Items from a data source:
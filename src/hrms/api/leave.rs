//! Leave requests and their approval workflow.

use std::fmt::Display;

use serde::Serialize;

use crate::hrms::{
    error::Result,
    http::{ApiClient, Endpoint, Response},
};

pub struct LeaveApi<'a> {
    api: &'a ApiClient,
}

impl<'a> LeaveApi<'a> {
    pub(crate) const fn new(api: &'a ApiClient) -> Self {
        Self { api }
    }

    fn leave_requests(&self) -> Endpoint {
        self.api.endpoint().segment("leave-requests")
    }

    /// `GET /leave-requests`
    ///
    /// # Errors
    /// Fails as described on [`ApiClient::send`].
    pub async fn all(&self) -> Result<Response> {
        self.api.get(self.leave_requests().into_url()).await
    }

    /// `GET /leave-requests/employee/{employee_id}`
    ///
    /// # Errors
    /// Fails as described on [`ApiClient::send`].
    pub async fn by_employee(&self, employee_id: impl Display) -> Result<Response> {
        let url = self
            .leave_requests()
            .segment("employee")
            .segment(employee_id)
            .into_url();
        self.api.get(url).await
    }

    /// `POST /leave-requests`
    ///
    /// # Errors
    /// Fails as described on [`ApiClient::send`].
    pub async fn create<B: Serialize + ?Sized>(&self, leave_request: &B) -> Result<Response> {
        self.api
            .post_json(self.leave_requests().into_url(), leave_request)
            .await
    }

    /// `PUT /leave-requests/{id}/approve`, no body.
    ///
    /// # Errors
    /// Fails as described on [`ApiClient::send`].
    pub async fn approve(&self, id: impl Display) -> Result<Response> {
        let url = self.leave_requests().segment(id).segment("approve").into_url();
        self.api.put(url).await
    }

    /// `PUT /leave-requests/{id}/reject`, no body.
    ///
    /// # Errors
    /// Fails as described on [`ApiClient::send`].
    pub async fn reject(&self, id: impl Display) -> Result<Response> {
        let url = self.leave_requests().segment(id).segment("reject").into_url();
        self.api.put(url).await
    }

    /// `PUT /leave-requests/{id}`
    ///
    /// # Errors
    /// Fails as described on [`ApiClient::send`].
    pub async fn update<B: Serialize + ?Sized>(
        &self,
        id: impl Display,
        leave_request: &B,
    ) -> Result<Response> {
        let url = self.leave_requests().segment(id).into_url();
        self.api.put_json(url, leave_request).await
    }
}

Your goal: Set down only the lines from the line with "pub async fn by_employee(&self, employee_id: impl" through the last line of the data above, keeping both the first and the last.

Answer:
    pub async fn by_employee(&self, employee_id: impl Display) -> Result<Response> {
        let url = self
            .leave_requests()
            .segment("employee")
            .segment(employee_id)
            .into_url();
        self.api.get(url).await
    }

    /// `POST /leave-requests`
    ///
    /// # Errors
    /// Fails as described on [`ApiClient::send`].
    pub async fn create<B: Serialize + ?Sized>(&self, leave_request: &B) -> Result<Response> {
        self.api
            .post_json(self.leave_requests().into_url(), leave_request)
            .await
    }

    /// `PUT /leave-requests/{id}/approve`, no body.
    ///
    /// # Errors
    /// Fails as described on [`ApiClient::send`].
    pub async fn approve(&self, id: impl Display) -> Result<Response> {
        let url = self.leave_requests().segment(id).segment("approve").into_url();
        self.api.put(url).await
    }

    /// `PUT /leave-requests/{id}/reject`, no body.
    ///
    /// # Errors
    /// Fails as described on [`ApiClient::send`].
    pub async fn reject(&self, id: impl Display) -> Result<Response> {
        let url = self.leave_requests().segment(id).segment("reject").into_url();
        self.api.put(url).await
    }

    /// `PUT /leave-requests/{id}`
    ///
    /// # Errors
    /// Fails as described on [`ApiClient::send`].
    pub async fn update<B: Serialize + ?Sized>(
        &self,
        id: impl Display,
        leave_request: &B,
    ) -> Result<Response> {
        let url = self.leave_requests().segment(id).into_url();
        self.api.put_json(url, leave_request).await
    }
}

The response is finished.